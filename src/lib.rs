//! file-gateway
//!
//! Open and save RON documents and SVG exports through user-mediated file
//! pickers, on desktop and in the browser.
//!
//! The host constructs a [`FileSystem`] backend, hands it to a
//! [`FileGateway`], and drives the gateway's async operations from its own
//! event loop:
//!
//! ```ignore
//! let gateway = FileGateway::new(NativeFileSystem::new());
//! let target = gateway.open_save_target(Format::Ron).await?;
//! gateway.write_text(&target, &scene_ron).await?;
//! ```

pub mod config;
pub mod error;
pub mod files;

pub use config::{load_config, GatewayConfig};
pub use error::{Error, FailureKind, Result};
pub use files::filters::{FileTypeFilter, Format};
pub use files::gateway::{FileAction, FileGateway, FileHandles, OpenMode, Opened};
pub use files::memory::{MemoryFileSystem, PickerResponse};
pub use files::picker::{PickerKind, PickerOptions};
pub use files::system::{FileSystem, WritableStream};

#[cfg(not(target_arch = "wasm32"))]
pub use files::native::NativeFileSystem;

#[cfg(target_arch = "wasm32")]
pub use files::web::WebFileSystem;
//! Native file dialog integration using the rfd crate
//!
//! This module implements [`FileSystem`] for desktop targets. Pickers are
//! native dialogs shown through `rfd::AsyncFileDialog`; handles are plain
//! paths; writable streams stage their output next to the target and
//! rename it into place on close.
//!
//! Blocking file system calls run on a short-lived worker thread and are
//! awaited through a oneshot channel, so the caller's executor thread is
//! never held up by disk I/O.

use crate::error::{Error, Result};
use crate::files::picker::{PickerKind, PickerOptions};
use crate::files::system::{FileSystem, WritableStream};
use futures::channel::oneshot;
use log::debug;
use rfd::AsyncFileDialog;
use std::ffi::OsString;
use std::fs::{self, File};
use std::io::{self, Write};
use std::path::{Path, PathBuf};
use std::thread;

/// Suffix of the sibling file a stream writes to before it is committed.
const STAGING_SUFFIX: &str = ".partial";

/// Desktop [`FileSystem`] backed by native dialogs and `std::fs`.
#[derive(Debug, Clone, Default)]
pub struct NativeFileSystem {
    default_dir: Option<PathBuf>,
}

impl NativeFileSystem {
    /// Pickers without a configured start directory open in the user's
    /// documents folder.
    pub fn new() -> Self {
        Self::with_default_dir(dirs::document_dir())
    }

    pub fn with_default_dir(default_dir: Option<PathBuf>) -> Self {
        Self { default_dir }
    }

    fn dialog(&self, options: &PickerOptions) -> AsyncFileDialog {
        let mut dialog = AsyncFileDialog::new().set_title(options.title.as_str());

        for filter in &options.filters {
            dialog = dialog.add_filter(filter.label.as_str(), filter.extensions.as_slice());
        }

        if !options.exclude_accept_all_option {
            dialog = dialog.add_filter("All Files", &["*"]);
        }

        if let Some(dir) = options.start_dir.as_ref().or(self.default_dir.as_ref()) {
            dialog = dialog.set_directory(dir);
        }

        if let Some(name) = &options.suggested_name {
            dialog = dialog.set_file_name(name.as_str());
        }

        dialog
    }
}

impl FileSystem for NativeFileSystem {
    type Handle = PathBuf;
    type Writable = NativeWritable;

    async fn show_open_picker(&self, options: &PickerOptions) -> Result<PathBuf> {
        let handle = self.dialog(options).pick_file().await.ok_or(Error::Cancelled)?;
        let path = handle.path().to_path_buf();
        debug!("Picked file: {}", path.display());
        Ok(path)
    }

    async fn show_save_picker(&self, options: &PickerOptions) -> Result<PathBuf> {
        let handle = self.dialog(options).save_file().await.ok_or(Error::Cancelled)?;
        let chosen = handle.path().to_path_buf();
        let options = options.clone();
        let path = unblock(move || ensure_extension(chosen, &options)).await??;
        debug!("Picked save target: {}", path.display());
        Ok(path)
    }

    async fn create_writable(&self, handle: &PathBuf) -> Result<NativeWritable> {
        let target = handle.clone();
        unblock(move || NativeWritable::create(&target)).await?
    }

    async fn read_all(&self, handle: &PathBuf) -> Result<Vec<u8>> {
        let path = handle.clone();
        unblock(move || fs::read(&path))
            .await
            .and_then(|result| result)
            .map_err(|e| Error::FileRead {
                path: handle.clone(),
                source: e,
            })
    }
}

/// Run a blocking task on a worker thread and await its result.
///
/// The outer error reports a worker that could not be started or that
/// stopped before sending a result.
async fn unblock<T, F>(task: F) -> io::Result<T>
where
    F: FnOnce() -> T + Send + 'static,
    T: Send + 'static,
{
    let (sender, receiver) = oneshot::channel();
    thread::Builder::new()
        .name("file-gateway-io".to_string())
        .spawn(move || {
            let _ = sender.send(task());
        })?;

    receiver
        .await
        .map_err(|_canceled| io::Error::new(io::ErrorKind::Other, "I/O worker stopped early"))
}

/// Check a save target against the picker's filters, appending the first
/// accepted extension when the name has none.
///
/// Some platform dialogs return exactly what was typed, so `notes` would
/// otherwise be written without `.ron`. The dialog only asked about
/// overwriting the typed name, so a repaired name that already exists is
/// refused rather than silently replaced. A name with a foreign extension
/// is refused as well.
pub fn ensure_extension(path: PathBuf, options: &PickerOptions) -> Result<PathBuf> {
    if options.kind != PickerKind::Save || options.permits(&path.to_string_lossy()) {
        return Ok(path);
    }

    let mismatch = |path: &Path| Error::FilterMismatch {
        name: path
            .file_name()
            .map(|name| name.to_string_lossy().into_owned())
            .unwrap_or_else(|| path.display().to_string()),
        filter: options.filter_label().to_string(),
    };

    if path.extension().is_some() {
        return Err(mismatch(&path));
    }

    let Some(ext) = options.filters.first().and_then(|f| f.primary_extension()) else {
        return Err(mismatch(&path));
    };

    let mut name: OsString = path.clone().into_os_string();
    name.push(".");
    name.push(ext);
    let repaired = PathBuf::from(name);

    if repaired.exists() {
        return Err(mismatch(&path));
    }
    Ok(repaired)
}

fn staging_path(target: &Path) -> PathBuf {
    let mut name = target.as_os_str().to_os_string();
    name.push(STAGING_SUFFIX);
    PathBuf::from(name)
}

/// Flush the staging file and move it over the resolved target, keeping
/// the permissions of an existing target.
fn commit(file: Option<File>, staging: &Path, resolved: &Path) -> io::Result<()> {
    if let Some(file) = file {
        file.sync_all()?;
    }

    if let Ok(metadata) = fs::metadata(resolved) {
        fs::set_permissions(staging, metadata.permissions())?;
    }

    fs::rename(staging, resolved)
}

// ─────────────────────────────────────────────────────────────────────────────
// Writable Stream
// ─────────────────────────────────────────────────────────────────────────────

/// Writes to a staging file and renames it over the target on close.
///
/// An existing target is resolved through symlinks first, so the link is
/// kept and the file it points to is replaced. Ownership of the replaced
/// file is not carried over; it belongs to the writing user afterwards.
///
/// A stream dropped before a successful close removes its staging file and
/// leaves the target untouched.
#[derive(Debug)]
pub struct NativeWritable {
    target: PathBuf,
    resolved: PathBuf,
    staging: PathBuf,
    file: Option<File>,
    committed: bool,
}

impl NativeWritable {
    fn create(target: &Path) -> Result<Self> {
        let resolved = fs::canonicalize(target).unwrap_or_else(|_| target.to_path_buf());
        let staging = staging_path(&resolved);
        let file = File::create(&staging).map_err(|e| Error::FileWrite {
            path: target.to_path_buf(),
            source: e,
        })?;

        Ok(Self {
            target: target.to_path_buf(),
            resolved,
            staging,
            file: Some(file),
            committed: false,
        })
    }

    fn write_error(&self, source: io::Error) -> Error {
        Error::FileWrite {
            path: self.target.clone(),
            source,
        }
    }
}

impl WritableStream for NativeWritable {
    async fn write(&mut self, payload: &[u8]) -> Result<()> {
        let Some(mut file) = self.file.take() else {
            return Err(self.write_error(io::ErrorKind::BrokenPipe.into()));
        };

        let payload = payload.to_vec();
        let (file, result) = unblock(move || {
            let result = file.write_all(&payload);
            (file, result)
        })
        .await
        .map_err(|e| self.write_error(e))?;

        self.file = Some(file);
        result.map_err(|e| self.write_error(e))
    }

    async fn close(mut self) -> Result<()> {
        let file = self.file.take();
        let staging = self.staging.clone();
        let resolved = self.resolved.clone();

        unblock(move || commit(file, &staging, &resolved))
            .await
            .and_then(|result| result)
            .map_err(|e| self.write_error(e))?;
        self.committed = true;

        debug!("Committed {}", self.target.display());
        Ok(())
    }
}

impl Drop for NativeWritable {
    fn drop(&mut self) {
        if !self.committed {
            self.file.take();
            let _ = fs::remove_file(&self.staging);
        }
    }
}

// ─────────────────────────────────────────────────────────────────────────────
// Tests
// ─────────────────────────────────────────────────────────────────────────────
※ ※ ※
- EXERCISE REQUIREMENTS
Take every line above carrying "Format" and return it.

- PROBLEM SOLUTION
//! let target = gateway.open_save_target(Format::Ron).await?;
pub use files::filters::{FileTypeFilter, Format};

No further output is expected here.